* Data extract *
_____

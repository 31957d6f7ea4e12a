//! Character legality scanning

use super::Problem;

/// Punctuation that may appear in a Karel program.
const SYMBOLS: &str = ";()_/*&!|{}";

/// Byte order mark, which editors may leave at the start of a file.
const BOM: char = '\u{feff}';

pub fn is_legal(c: char) -> bool {
    c.is_ascii_alphanumeric() || c.is_whitespace() || c == BOM || SYMBOLS.contains(c)
}

/// Lazily report every illegal character in the text, left to right. Callers
/// cap the output with `take()`; nothing past the cap is ever examined.
pub fn illegal_characters(text: &str) -> impl Iterator<Item = Problem> + '_ {
    text.char_indices()
        .filter(|(_, c)| !is_legal(*c))
        .map(|(offset, c)| Problem::IllegalCharacter(offset, c))
}

#[cfg(test)]
mod tests {
    use super::*;

    #[test]
    fn allowed_characters() {
        for c in "abcXYZ019;()_/*&!|{} \t\r\n".chars() {
            assert!(is_legal(c), "{:?} should be legal", c);
        }
        for c in "#$%^-+=[]<>?,.:'\"`~@é\u{0007}".chars() {
            assert!(!is_legal(c), "{:?} should be illegal", c);
        }
    }

    #[test]
    fn offsets_are_in_bytes() {
        let problems: Vec<Problem> = illegal_characters("añb#").collect();
        assert_eq!(
            problems,
            vec![
                Problem::IllegalCharacter(1, 'ñ'),
                Problem::IllegalCharacter(4, '#'),
            ]
        );
    }

    #[test]
    fn byte_order_mark() {
        assert_eq!(illegal_characters("\u{feff}void climb() {}\n").count(), 0);
    }

    #[test]
    fn clean_text() {
        assert_eq!(illegal_characters("move();\n").count(), 0);
        assert_eq!(illegal_characters("").count(), 0);
    }
}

_____

* Requirement *
All that is needed is the number of lines in the listing holding the word "chars".

* Output for this task *
2